Irvine was one of four witnesses to kick off the first week of the hearing. Attorneys for the State Bar of Arizona have brought out testimony that showed the personal toll on people who had disputes with Thomas and were later accused of misconduct.

“If you crossed the paths of Mr. Thomas, (Maricopa County) Sheriff (Joe) Arpaio or (chief deputy) David Hendershott, expect to be sued or criminally charged or both,” said John Gleason, the Colorado attorney hired to prosecute the case for the State Bar.

Gleason is seeking to have Thomas and former deputy county attorney Lisa Aubuchon stripped of their law licenses and to suspend former deputy county attorney Rachel Alexander.

The three defendants intend to counter the accusations by showing they acted reasonably and are now the victims of “overcharging and piling on” by Gleason.

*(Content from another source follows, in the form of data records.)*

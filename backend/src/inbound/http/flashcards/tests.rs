//! Handler tests for flashcard endpoints backed by fixture ports.

use super::*;
use crate::domain::ports::FIXTURE_ACCESS_TOKEN;
use crate::inbound::http::test_utils::test_app;
use actix_web::http::StatusCode;
use actix_web::http::header::AUTHORIZATION;
use actix_web::test as actix_test;
use rstest::rstest;
use serde_json::Value;

fn bearer() -> (actix_web::http::header::HeaderName, String) {
    (AUTHORIZATION, format!("Bearer {FIXTURE_ACCESS_TOKEN}"))
}

async fn send(request: actix_test::TestRequest) -> (StatusCode, Value) {
    let app = actix_test::init_service(test_app()).await;
    let response = actix_test::call_service(&app, request.to_request()).await;
    let status = response.status();
    let body = actix_test::read_body(response).await;
    let value = if body.is_empty() {
        Value::Null
    } else {
        serde_json::from_slice(&body).expect("json body")
    };
    (status, value)
}

#[rstest]
#[case(actix_test::TestRequest::get().uri("/api/v1/flashcards"))]
#[case(actix_test::TestRequest::post().uri("/api/v1/flashcards").set_json(json!({"word": "study"})))]
#[case(actix_test::TestRequest::delete().uri("/api/v1/flashcards/1"))]
#[case(actix_test::TestRequest::post().uri("/api/v1/flashcards/generate").set_json(json!({"categories": ["animals"]})))]
#[actix_web::test]
async fn every_route_requires_a_token(#[case] request: actix_test::TestRequest) {
    let (status, body) = send(request).await;
    assert_eq!(status, StatusCode::UNAUTHORIZED);
    assert_eq!(body["message"], "Could not validate credentials");
}

#[actix_web::test]
async fn list_returns_cards_in_camel_case() {
    let (status, body) = send(
        actix_test::TestRequest::get()
            .uri("/api/v1/flashcards")
            .insert_header(bearer()),
    )
    .await;
    assert_eq!(status, StatusCode::OK);
    let first = &body[0];
    assert_eq!(first["word"], "study");
    assert_eq!(first["translation"], "estudar");
    assert_eq!(first["direction"], "en_to_pt");
    assert!(first.get("createdAt").is_some());
}

#[rstest]
#[case(json!({"word": "Study"}), "Study", "estudar", "en_to_pt")]
#[case(json!({"word": "casa", "direction": "pt_to_en"}), "casa", "house", "pt_to_en")]
#[actix_web::test]
async fn create_translates_the_word(
    #[case] payload: Value,
    #[case] word: &str,
    #[case] translation: &str,
    #[case] direction: &str,
) {
    let (status, body) = send(
        actix_test::TestRequest::post()
            .uri("/api/v1/flashcards")
            .insert_header(bearer())
            .set_json(payload),
    )
    .await;
    assert_eq!(status, StatusCode::OK);
    assert_eq!(body["word"], word);
    assert_eq!(body["translation"], translation);
    assert_eq!(body["direction"], direction);
}

#[rstest]
#[case(json!({"word": "  "}), "word", "empty_word")]
#[case(json!({"word": "cat", "direction": "sideways"}), "direction", "invalid_direction")]
#[actix_web::test]
async fn create_rejects_invalid_input(
    #[case] payload: Value,
    #[case] field: &str,
    #[case] code: &str,
) {
    let (status, body) = send(
        actix_test::TestRequest::post()
            .uri("/api/v1/flashcards")
            .insert_header(bearer())
            .set_json(payload),
    )
    .await;
    assert_eq!(status, StatusCode::BAD_REQUEST);
    assert_eq!(body["details"]["field"], field);
    assert_eq!(body["details"]["code"], code);
}

#[rstest]
#[case(1, StatusCode::OK)]
#[case(42, StatusCode::NOT_FOUND)]
#[actix_web::test]
async fn delete_outcomes(#[case] id: i64, #[case] expected: StatusCode) {
    let (status, body) = send(
        actix_test::TestRequest::delete()
            .uri(&format!("/api/v1/flashcards/{id}"))
            .insert_header(bearer()),
    )
    .await;
    assert_eq!(status, expected);
    if expected == StatusCode::OK {
        assert_eq!(body["message"], "Flashcard deleted");
    } else {
        assert_eq!(body["message"], "Flashcard not found");
    }
}

#[rstest]
#[case("categories")]
#[case("categorias")]
#[actix_web::test]
async fn generate_accepts_both_field_names(#[case] key: &str) {
    let (status, body) = send(
        actix_test::TestRequest::post()
            .uri("/api/v1/flashcards/generate")
            .insert_header(bearer())
            .set_json(json!({ key: ["animals", "doesnotexist"] })),
    )
    .await;
    assert_eq!(status, StatusCode::OK);
    let words: Vec<&str> = body
        .as_array()
        .expect("array body")
        .iter()
        .filter_map(|card| card["word"].as_str())
        .collect();
    assert_eq!(
        words,
        ["cat", "dog", "bird", "doesnotexist1", "doesnotexist2", "doesnotexist3"]
    );
}

#[rstest]
#[case(json!({"categories": vec!["animals"; 21]}), "too_many_categories")]
#[case(json!({"categorias": ["animals", "q".repeat(100)]}), "category_too_long")]
#[actix_web::test]
async fn generate_rejects_oversized_requests(#[case] payload: Value, #[case] code: &str) {
    let (status, body) = send(
        actix_test::TestRequest::post()
            .uri("/api/v1/flashcards/generate")
            .insert_header(bearer())
            .set_json(payload),
    )
    .await;
    assert_eq!(status, StatusCode::BAD_REQUEST);
    assert_eq!(body["details"]["field"], "categories");
    assert_eq!(body["details"]["code"], code);
}
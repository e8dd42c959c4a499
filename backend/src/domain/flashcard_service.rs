//! Flashcard domain service implementing the flashcard and translation
//! driving ports.
use std::sync::Arc;

use async_trait::async_trait;
use futures_util::stream::{self, StreamExt};
use serde_json::json;
use tracing::info;

use crate::domain::ports::{
    FlashcardCommand, FlashcardPersistenceError, FlashcardQuery, FlashcardRepository,
    RemoteTranslationSource, TranslationQuery,
};
use crate::domain::{
    Direction, Error, Flashcard, FlashcardId, NewFlashcard, TranslationResolver,
    TranslationResult, Word, categories,
};

/// Remote lookups in flight at once during batch generation.
pub const MAX_CONCURRENT_RESOLVES: usize = 4;

fn map_flashcard_persistence_error(error: FlashcardPersistenceError) -> Error {
    match error {
        FlashcardPersistenceError::Connection { message } => {
            Error::service_unavailable(format!("flashcard repository unavailable: {message}"))
        }
        FlashcardPersistenceError::Query { message } => {
            Error::internal(format!("flashcard repository error: {message}"))
        }
    }
}

/// Materialises flashcards through the translation resolver.
pub struct FlashcardService<R: ?Sized, S: ?Sized> {
    repository: Arc<R>,
    resolver: TranslationResolver<S>,
}

impl<R: ?Sized, S: ?Sized> Clone for FlashcardService<R, S> {
    fn clone(&self) -> Self {
        Self {
            repository: Arc::clone(&self.repository),
            resolver: self.resolver.clone(),
        }
    }
}

impl<R, S> FlashcardService<R, S>
where
    R: FlashcardRepository + ?Sized,
    S: RemoteTranslationSource + ?Sized,
{
    pub fn new(repository: Arc<R>, resolver: TranslationResolver<S>) -> Self {
        Self {
            repository,
            resolver,
        }
    }

    async fn persist(&self, result: TranslationResult) -> Result<Flashcard, Error> {
        let new_card = NewFlashcard {
            word: result.word,
            translation: result.translation,
            direction: result.direction,
        };
        self.repository
            .insert(&new_card)
            .await
            .map_err(map_flashcard_persistence_error)
    }

    fn words_for_categories(names: &[String]) -> Result<Vec<Word>, Error> {
        categories::check_request(names).map_err(|err| {
            let details = match &err {
                categories::CategoryRequestError::TooMany { count, max } => {
                    json!({ "field": "categories", "count": count, "max": max })
                }
                categories::CategoryRequestError::NameTooLong { index, max } => {
                    json!({ "field": "categories", "index": index, "max": max })
                }
            };
            Error::invalid_request(err.to_string()).with_details(details)
        })?;
        names
            .iter()
            .flat_map(|name| categories::words_for(name))
            .map(|raw| {
                Word::new(&raw)
                    .map_err(|err| Error::internal(format!("generated word {raw:?} invalid: {err}")))
            })
            .collect()
    }
}

#[async_trait]
impl<R, S> FlashcardCommand for FlashcardService<R, S>
where
    R: FlashcardRepository + ?Sized,
    S: RemoteTranslationSource + ?Sized,
{
    async fn create_flashcard(&self, word: &Word, direction: Direction) -> Result<Flashcard, Error> {
        let result = self.resolver.resolve(word, direction).await;
        self.persist(result).await
    }

    async fn generate_for_categories(&self, names: &[String]) -> Result<Vec<Flashcard>, Error> {
        let words = Self::words_for_categories(names)?;
        // `buffered` yields in input order, so completion order never leaks
        // into the persisted order.
        let lookups: Vec<_> = words
            .iter()
            .map(|word| self.resolver.resolve(word, Direction::SourceToTarget))
            .collect();
        let results: Vec<TranslationResult> = stream::iter(lookups)
            .buffered(MAX_CONCURRENT_RESOLVES)
            .collect()
            .await;

        // Inserts stay sequential so ids follow category then word order.
        let mut created = Vec::with_capacity(results.len());
        for result in results {
            created.push(self.persist(result).await?);
        }
        info!(categories = names.len(), created = created.len(), "generated flashcards");
        Ok(created)
    }

    async fn delete_flashcard(&self, id: FlashcardId) -> Result<(), Error> {
        let deleted = self
            .repository
            .delete(id)
            .await
            .map_err(map_flashcard_persistence_error)?;
        if deleted {
            Ok(())
        } else {
            Err(Error::not_found("Flashcard not found").with_details(json!({ "id": id })))
        }
    }
}

#[async_trait]
impl<R, S> FlashcardQuery for FlashcardService<R, S>
where
    R: FlashcardRepository + ?Sized,
    S: RemoteTranslationSource + ?Sized,
{
    async fn list_flashcards(&self) -> Result<Vec<Flashcard>, Error> {
        self.repository
            .list_newest_first()
            .await
            .map_err(map_flashcard_persistence_error)
    }
}

#[async_trait]
impl<R, S> TranslationQuery for FlashcardService<R, S>
where
    R: FlashcardRepository + ?Sized,
    S: RemoteTranslationSource + ?Sized,
{
    async fn translate(&self, word: &Word, direction: Direction) -> TranslationResult {
        self.resolver.resolve(word, direction).await
    }
}

#[cfg(test)]
#[path = "flashcard_service_tests.rs"]
mod tests;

Gleason has the burden of proving the 33 allegations of ethical violations by clear and convincing evidence, the second-highest standard of proof in the justice system. He also has to prove the defendants acted with bad intentions.

Gleason said in opening statements that the allegations stem from disputes between Thomas and the Board of Supervisors and Maricopa County Superior Court that spanned from January 2006 to April 2010, when Thomas resigned to make what became an unsuccessful run for attorney general.

Gleason said Thomas abused his power in getting indictments of County Supervisors Don Stapley and Mary Rose Wilcox, filing a criminal complaint against former Judge Gary Donahoe, and filing a federal lawsuit against 16 defendants, which included judges and county supervisors, and alleging violations of the Racketeer Influenced and Corrupt Organizations Act, or RICO.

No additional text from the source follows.